NFYK21000U Advanced Topics in QFT & Gravity
MSc Programme in Physics
In this course we expose the students to selected advanced topics in QFT and Gravity, mainly how diverse formal frameworks, concepts, and methods from the realm of high energy physics are implemented in topical research in Gravity. This novel research area bridges the traditional gap between particle physics and gravity, and the course fosters research in this interface, particularly driven by the timely studies geared towards the continually-developing gravitational-wave experiments. The course is highly interactive, with a mixture of lectures and exercises, presentations and discussions led by all participants.
The course commences with a comprehensive introduction of the profound framework of effective field theory. The tower of effective field theories for post-Newtonian gravity is then presented in detail. This presentation also covers the following concepts and methods: Kaluza-Klein reduction, tetrads, Cartan's method of exterior forms, multi-loop techniques; and basics of non-equilibrium QFT. The tetrad formalism and spinors in general relativity are presented. In conjunction with the Newman-Penrose formalism this is shown to map exact solutions in General Relativity using the double copy correspondence. In the 2nd part of the course topical research articles on various QFT applications in gravity are studied in an interactive manner, where specific topics vary from year to year.
The course expands background competence of students in both Quantum Field Theory and General Relativity, and also trains in generic research skills, including how to approach novel research litterature, oral and written presentation of research, and scientific discourse. The course provides the students with the background training for further studies within this research area, namely a master's project in gravity from a QFT perspective, and further provides necessary background for students who consider to continue to research in particle physics theory or phenomenology, quantum gravity, or string theory. The course provides the students familiarity with concepts, methods, and skills, which apply across diverse areas in modern physics. The course is also relevant for PhD students.

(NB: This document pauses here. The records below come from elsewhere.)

//! Simulation metrics.

use std::collections::VecDeque;

/// Simulation metrics.
#[derive(Debug, Clone)]
pub struct SimulationMetrics {
    /// Total operations attempted.
    pub total_operations: u64,
    /// Entries committed.
    pub accepted_entries: u64,
    /// Debits rejected by the credit limit.
    pub limit_rejections: u64,
    /// Statements read.
    pub statements: u64,
    /// Any other failure (store errors, timeouts).
    pub failures: u64,
    /// Latency samples (µs).
    latency_samples: VecDeque<u64>,
    /// Maximum samples to keep.
    max_samples: usize,
}

impl SimulationMetrics {
    /// Create new metrics.
    pub fn new() -> Self {
        Self {
            total_operations: 0,
            accepted_entries: 0,
            limit_rejections: 0,
            statements: 0,
            failures: 0,
            latency_samples: VecDeque::with_capacity(10000),
            max_samples: 10000,
        }
    }

    fn sample(&mut self, latency_us: u64) {
        self.total_operations += 1;
        if self.latency_samples.len() >= self.max_samples {
            self.latency_samples.pop_front();
        }
        self.latency_samples.push_back(latency_us);
    }

    /// Record a committed entry.
    pub fn record_accepted(&mut self, latency_us: u64) {
        self.sample(latency_us);
        self.accepted_entries += 1;
    }

    /// Record a limit rejection.
    pub fn record_rejected(&mut self, latency_us: u64) {
        self.sample(latency_us);
        self.limit_rejections += 1;
    }

    /// Record a statement read.
    pub fn record_statement(&mut self, latency_us: u64) {
        self.sample(latency_us);
        self.statements += 1;
    }

    /// Record a failed operation.
    pub fn record_failure(&mut self) {
        self.total_operations += 1;
        self.failures += 1;
    }

    /// Fold another worker's metrics into this one.
    pub fn merge(&mut self, other: SimulationMetrics) {
        self.total_operations += other.total_operations;
        self.accepted_entries += other.accepted_entries;
        self.limit_rejections += other.limit_rejections;
        self.statements += other.statements;
        self.failures += other.failures;
        for sample in other.latency_samples {
            if self.latency_samples.len() >= self.max_samples {
                self.latency_samples.pop_front();
            }
            self.latency_samples.push_back(sample);
        }
    }

    /// Get average latency in µs.
    pub fn average_latency_us(&self) -> u64 {
        if self.latency_samples.is_empty() {
            return 0;
        }

        let sum: u64 = self.latency_samples.iter().sum();
        sum / self.latency_samples.len() as u64
    }

    /// Get p50 latency.
    pub fn p50_latency_us(&self) -> u64 {
        self.percentile_latency(50)
    }

    /// Get p99 latency.
    pub fn p99_latency_us(&self) -> u64 {
        self.percentile_latency(99)
    }

    fn percentile_latency(&self, percentile: usize) -> u64 {
        if self.latency_samples.is_empty() {
            return 0;
        }

        let mut sorted: Vec<_> = self.latency_samples.iter().copied().collect();
        sorted.sort_unstable();

        let idx = (sorted.len() * percentile / 100).min(sorted.len() - 1);
        sorted[idx]
    }

    /// Share of entry submissions that were committed.
    pub fn acceptance_rate(&self) -> f64 {
        let submissions = self.accepted_entries + self.limit_rejections;
        if submissions == 0 {
            return 0.0;
        }

        self.accepted_entries as f64 / submissions as f64
    }

    /// Operations per second.
    pub fn throughput(&self, elapsed_secs: f64) -> f64 {
        if elapsed_secs <= 0.0 {
            return 0.0;
        }

        self.total_operations as f64 / elapsed_secs
    }
}

impl Default for SimulationMetrics {
    fn default() -> Self {
        Self::new()
    }
}
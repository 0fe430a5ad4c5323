mod config;
use log::debug;

use std::collections::HashMap;

pub use crate::config::*;

pub mod ballot;
pub mod manual;
pub mod scoring;

/// Ranks the candidates of one class by their total points.
///
/// Arguments:
/// * `candidates` the roster of the class
/// * `totals` the sum of points per candidate, as read from the ledger. Candidates
/// without an entry have 0 points. Entries that do not belong to the roster are ignored.
///
/// Every candidate of the roster appears exactly once in the output, points
/// descending. Candidates with the same total are ordered by name, then by id.
///
/// ```
/// use std::collections::HashMap;
/// use party_voting::{compute_standings, Candidate, Dragon};
///
/// let roster: Vec<Candidate> = ["Norbert", "Smaug", "Toothless"]
///     .iter()
///     .enumerate()
///     .map(|(idx, name)| Dragon { id: idx as i64 + 1, name: name.to_string() }.into())
///     .collect();
/// let totals: HashMap<i64, u64> = [(2, 8), (3, 10)].into_iter().collect();
///
/// let standings = compute_standings(&roster, &totals);
/// let names: Vec<&str> = standings.iter().map(|s| s.candidate.name()).collect();
/// assert_eq!(names, vec!["Toothless", "Smaug", "Norbert"]);
/// ```
pub fn compute_standings(
    candidates: &[Candidate],
    totals: &HashMap<CandidateId, u64>,
) -> Vec<Standing> {
    let mut standings: Vec<Standing> = candidates
        .iter()
        .map(|c| Standing {
            candidate: c.clone(),
            points: totals.get(&c.id()).cloned().unwrap_or(0),
        })
        .collect();

    for cid in totals.keys() {
        if !candidates.iter().any(|c| c.id() == *cid) {
            debug!("compute_standings: ignoring points of unknown candidate {}", cid);
        }
    }

    standings.sort_by(|a, b| {
        b.points
            .cmp(&a.points)
            .then_with(|| a.candidate.name().cmp(b.candidate.name()))
            .then_with(|| a.candidate.id().cmp(&b.candidate.id()))
    });
    standings
}
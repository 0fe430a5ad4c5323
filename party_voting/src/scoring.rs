//! Conversion of ranks into points.
//!
//! Every point value stored in the ledger comes from [`points_for_priority`].
//! Points sent by a client are never trusted.

/// The number of ranked choices a voter makes in each class.
pub const SELECTIONS_PER_CLASS: usize = 3;

/// The valid priorities, best first.
pub const PRIORITIES: [u8; SELECTIONS_PER_CLASS] = [1, 2, 3];

/// Points awarded to a candidate ranked at `priority`.
///
/// A priority outside 1..=3 is worth nothing. Such a priority never makes it
/// into a ballot: the ballot checks reject it before scoring.
///
/// ```
/// use party_voting::scoring::points_for_priority;
///
/// assert_eq!(points_for_priority(1), 5);
/// assert_eq!(points_for_priority(4), 0);
/// ```
pub fn points_for_priority(priority: i64) -> u32 {
    match priority {
        1 => 5,
        2 => 3,
        3 => 1,
        _ => 0,
    }
}
use clap::{Parser, Subcommand};

/// Live voting for the cocktails and the dragons of a party.
#[derive(Parser, Debug, Clone)]
#[clap(author, version, about, long_about = None)]
pub struct Args {
    #[clap(subcommand)]
    pub command: Command,

    // Other arguments
    /// If passed as an argument, will turn on verbose logging to the standard output.
    #[clap(long, global = true, takes_value = false)]
    pub verbose: bool,
}

#[derive(Subcommand, Debug, Clone)]
pub enum Command {
    /// Serves the voting API and the live standings.
    Serve(ServeArgs),
    /// Loads the cocktails and the dragons of a roster file into the database.
    Seed(SeedArgs),
    /// Prints the current standings, and optionally compares them with a previous export.
    Standings(StandingsArgs),
}

#[derive(clap::Args, Debug, Clone)]
pub struct ServeArgs {
    /// (database url) The SQLite database holding the roster and the ballots. Created if missing.
    #[clap(
        short,
        long,
        value_parser,
        env = "PARTYVOTE_DATABASE",
        default_value = "sqlite://partyvote.db"
    )]
    pub database: String,

    /// (file path, optional) A roster file to load before accepting ballots.
    /// See the manual for the format.
    #[clap(short, long, value_parser, env = "PARTYVOTE_ROSTER")]
    pub roster: Option<String>,

    /// (address) The address to listen on.
    #[clap(long, value_parser, env = "PARTYVOTE_BIND", default_value = "0.0.0.0")]
    pub bind: String,

    /// (port) The port to listen on.
    #[clap(short, long, value_parser, env = "PARTYVOTE_PORT", default_value = "3000")]
    pub port: u16,
}

#[derive(clap::Args, Debug, Clone)]
pub struct SeedArgs {
    /// (database url) The SQLite database to load the roster into. Created if missing.
    #[clap(
        short,
        long,
        value_parser,
        env = "PARTYVOTE_DATABASE",
        default_value = "sqlite://partyvote.db"
    )]
    pub database: String,

    /// (file path) The roster file.
    #[clap(short, long, value_parser, env = "PARTYVOTE_ROSTER")]
    pub roster: String,
}

#[derive(clap::Args, Debug, Clone)]
pub struct StandingsArgs {
    /// (database url) The SQLite database holding the ballots.
    #[clap(
        short,
        long,
        value_parser,
        env = "PARTYVOTE_DATABASE",
        default_value = "sqlite://partyvote.db"
    )]
    pub database: String,

    /// (file path, 'stdout' or empty) Where to write the standings in JSON format. Defaults to the standard output.
    #[clap(short, long, value_parser)]
    pub out: Option<String>,

    /// (file path) A previous export of the standings. If provided, partyvote will check that the
    /// current standings match it, and print the differences otherwise.
    #[clap(long, value_parser)]
    pub reference: Option<String>,
}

Following the course the students will:
• Solidify their background in Quantum Field Theory and Gravity, and their modern interface;
• Master the conceptual framework of effective field theory in a generic context;
• Establish their ability to carry out intricate high-precision computation in various contexts;
• Be poised to approach contemporary research in gravity and gravitational waves using methods from the realm of high energy physics;
• Build generic research skills, including approaching novel research literature, scientific presentation, writing, and exchange.
See Absalon for a list of course literature
The course on modern methods for particle scattering is recommended.

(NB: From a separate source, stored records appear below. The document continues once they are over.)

// ********* Roster data structures ***********

use std::error::Error;
use std::fmt::Display;

pub type CandidateId = i64;
pub type VoterId = i64;

/// The two disjoint groups of options a voter ranks.
#[derive(Eq, PartialEq, Debug, Clone, Copy, Hash, Ord, PartialOrd)]
pub enum CandidateClass {
    Cocktail,
    Dragon,
}

impl CandidateClass {
    /// Both classes, in the order they appear on a ballot and in a snapshot.
    pub const ALL: [CandidateClass; 2] = [CandidateClass::Cocktail, CandidateClass::Dragon];

    /// The label used in storage and on the wire.
    pub fn as_str(&self) -> &'static str {
        match self {
            CandidateClass::Cocktail => "cocktail",
            CandidateClass::Dragon => "dragon",
        }
    }
}

impl Display for CandidateClass {
    fn fmt(&self, f: &mut std::fmt::Formatter<'_>) -> std::fmt::Result {
        write!(f, "{}", self.as_str())
    }
}

#[derive(Eq, PartialEq, Debug, Clone)]
pub struct Cocktail {
    pub id: CandidateId,
    pub name: String,
    /// The dragon presenting this cocktail.
    pub presenter_name: String,
    /// Free text, as written on the menu.
    pub ingredients: String,
}

#[derive(Eq, PartialEq, Debug, Clone)]
pub struct Dragon {
    pub id: CandidateId,
    pub name: String,
}

/// Something that can be ranked on a ballot.
#[derive(Eq, PartialEq, Debug, Clone)]
pub enum Candidate {
    Cocktail(Cocktail),
    Dragon(Dragon),
}

impl Candidate {
    pub fn id(&self) -> CandidateId {
        match self {
            Candidate::Cocktail(c) => c.id,
            Candidate::Dragon(d) => d.id,
        }
    }

    pub fn name(&self) -> &str {
        match self {
            Candidate::Cocktail(c) => &c.name,
            Candidate::Dragon(d) => &d.name,
        }
    }

    pub fn class(&self) -> CandidateClass {
        match self {
            Candidate::Cocktail(_) => CandidateClass::Cocktail,
            Candidate::Dragon(_) => CandidateClass::Dragon,
        }
    }
}

impl From<Cocktail> for Candidate {
    fn from(c: Cocktail) -> Self {
        Candidate::Cocktail(c)
    }
}

impl From<Dragon> for Candidate {
    fn from(d: Dragon) -> Self {
        Candidate::Dragon(d)
    }
}

// ********* Ballot data structures ***********

#[derive(Eq, PartialEq, Debug, Clone)]
pub struct Voter {
    pub id: VoterId,
    pub given_name: String,
    pub family_name: String,
}

/// One ranked choice, as submitted by a voter.
///
/// The priority is kept as a raw integer: anything outside 1..=3 is
/// reported by the ballot checks rather than rejected at parse time.
#[derive(Eq, PartialEq, Debug, Clone)]
pub struct Selection {
    pub class: CandidateClass,
    pub candidate_id: CandidateId,
    pub priority: i64,
}

/// A scored selection, ready to be written to the ledger.
#[derive(Eq, PartialEq, Debug, Clone)]
pub struct VoteRecord {
    pub class: CandidateClass,
    pub candidate_id: CandidateId,
    pub priority: u8,
    pub points: u32,
}

// ******** Output data structures *********

#[derive(Eq, PartialEq, Debug, Clone)]
pub struct Standing {
    pub candidate: Candidate,
    pub points: u64,
}

/// The leaderboards of both classes, computed from the same ledger.
#[derive(Eq, PartialEq, Debug, Clone, Default)]
pub struct StandingsSnapshot {
    pub cocktails: Vec<Standing>,
    pub dragons: Vec<Standing>,
}

impl StandingsSnapshot {
    pub fn class(&self, class: CandidateClass) -> &[Standing] {
        match class {
            CandidateClass::Cocktail => &self.cocktails,
            CandidateClass::Dragon => &self.dragons,
        }
    }
}

// ******** Errors *********

/// A single reason why the selections of a class do not form a complete ranking.
#[derive(Eq, PartialEq, Debug, Clone)]
pub enum BallotProblem {
    WrongSelectionCount(CandidateClass, usize),
    InvalidPriority(CandidateClass, i64),
    DuplicatePriority(CandidateClass, i64),
    MissingPriority(CandidateClass, u8),
    DuplicateCandidate(CandidateClass, CandidateId),
}

impl Display for BallotProblem {
    fn fmt(&self, f: &mut std::fmt::Formatter<'_>) -> std::fmt::Result {
        match self {
            BallotProblem::WrongSelectionCount(class, n) => {
                write!(f, "{}: expected 3 selections, got {}", class, n)
            }
            BallotProblem::InvalidPriority(class, p) => {
                write!(f, "{}: priority {} is not 1, 2 or 3", class, p)
            }
            BallotProblem::DuplicatePriority(class, p) => {
                write!(f, "{}: priority {} used more than once", class, p)
            }
            BallotProblem::MissingPriority(class, p) => {
                write!(f, "{}: no choice for priority {}", class, p)
            }
            BallotProblem::DuplicateCandidate(class, cid) => {
                write!(f, "{}: candidate {} ranked more than once", class, cid)
            }
        }
    }
}

/// Errors that make a ballot unacceptable, independently of any storage.
#[derive(Eq, PartialEq, Debug, Clone)]
pub enum BallotError {
    MissingIdentity,
    IncompleteBallot { problems: Vec<BallotProblem> },
    UnknownCandidate {
        class: CandidateClass,
        candidate_id: CandidateId,
    },
    InvalidVoteRecords { reason: String },
}

impl Error for BallotError {}

impl Display for BallotError {
    fn fmt(&self, f: &mut std::fmt::Formatter<'_>) -> std::fmt::Result {
        match self {
            BallotError::MissingIdentity => write!(f, "given name and family name are required"),
            BallotError::IncompleteBallot { problems } => {
                let msgs: Vec<String> = problems.iter().map(|p| p.to_string()).collect();
                write!(f, "incomplete ballot: {}", msgs.join("; "))
            }
            BallotError::UnknownCandidate {
                class,
                candidate_id,
            } => write!(f, "invalid selection: no {} with id {}", class, candidate_id),
            BallotError::InvalidVoteRecords { reason } => {
                write!(f, "invalid vote records: {}", reason)
            }
        }
    }
}
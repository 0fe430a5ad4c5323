//! The HTTP surface: the roster, ballot submission, the standings and their
//! live stream over a WebSocket.
use std::sync::Arc;
use std::time::Duration;

use axum::{
    extract::{
        rejection::JsonRejection,
        ws::{Message, WebSocket, WebSocketUpgrade},
        State,
    },
    http::{header::CONTENT_TYPE, Method, StatusCode},
    response::{IntoResponse, Response},
    routing::{get, post},
    Json, Router,
};
use tokio::net::TcpListener;
use tokio::signal::ctrl_c;
use tower_http::cors::{Any, CorsLayer};

use crate::args::ServeArgs;
use crate::party::channel::{SharedSnapshot, StandingsChannel};
use crate::party::standings::standings_snapshot;
use crate::party::store::BallotStore;
use crate::party::submit::{submit_ballot, voter_exists, BallotRequest, VoterCheckRequest};
use crate::party::*;

/// Snapshots a slow viewer may fall behind before skipping ahead.
const CHANNEL_CAPACITY: usize = 16;

#[derive(Clone)]
pub struct AppState {
    pub store: BallotStore,
    pub channel: Arc<StandingsChannel>,
}

impl AppState {
    pub fn new(store: BallotStore) -> AppState {
        let channel = Arc::new(StandingsChannel::new(store.clone(), CHANNEL_CAPACITY));
        AppState { store, channel }
    }
}

impl IntoResponse for PartyError {
    fn into_response(self) -> Response {
        let status = match self.kind() {
            "badRequest" | "missingIdentity" | "incompleteBallot" | "unknownCandidate" => {
                StatusCode::BAD_REQUEST
            }
            "duplicateVoter" => StatusCode::CONFLICT,
            "storage" | "unavailable" => StatusCode::SERVICE_UNAVAILABLE,
            _ => StatusCode::INTERNAL_SERVER_ERROR,
        };
        let message = if status.is_server_error() {
            warn!("Request failed: {}", self);
            "The ballot box is not available right now, please try again.".to_string()
        } else {
            self.to_string()
        };
        let body = json!({"error": self.kind(), "message": message});
        (status, Json(body)).into_response()
    }
}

- Lecturer’s oral feedback during in-class exercises
- Lecturer’s written feedback on written assignments
- Lecturer’s and peers (class) oral feedback on in-class discussions
- Lecturer’s written feedback on final reports
- 7,5 ECTS
- Type of assessment
- Continuous assessment, during the courseWritten assignment, 1 weekThe continuous assessment consists of 2 home assignments, each counting for 25% of the final grade, and a student seminar, counting for 25% of the final grade.
The written assignment is based on a research article and counts 25% of the final grade. The students will be given one week to finish the report, which is due in week 8 of the course. The total workload of the report is expected to be about 8 hours.
- All aids allowed
- Marking scale
- 7-point grading scale
- Censorship form
- No external censorship
2 internal examiners (course coordinator + 1 co-examiner).
A report based on a research article counts 25% of the grade, and an oral presentation counts 25%.
If the home assignments from the continuous assessment were passed during the course, these may be re-used at the re-exam, or new assignments may be submitted (each counting 25%).
Criteria for exam assesment
In order to obtain the grade 12, the student should convincingly and accurately demonstrate the knowledge, skills and competences described under learning outcome.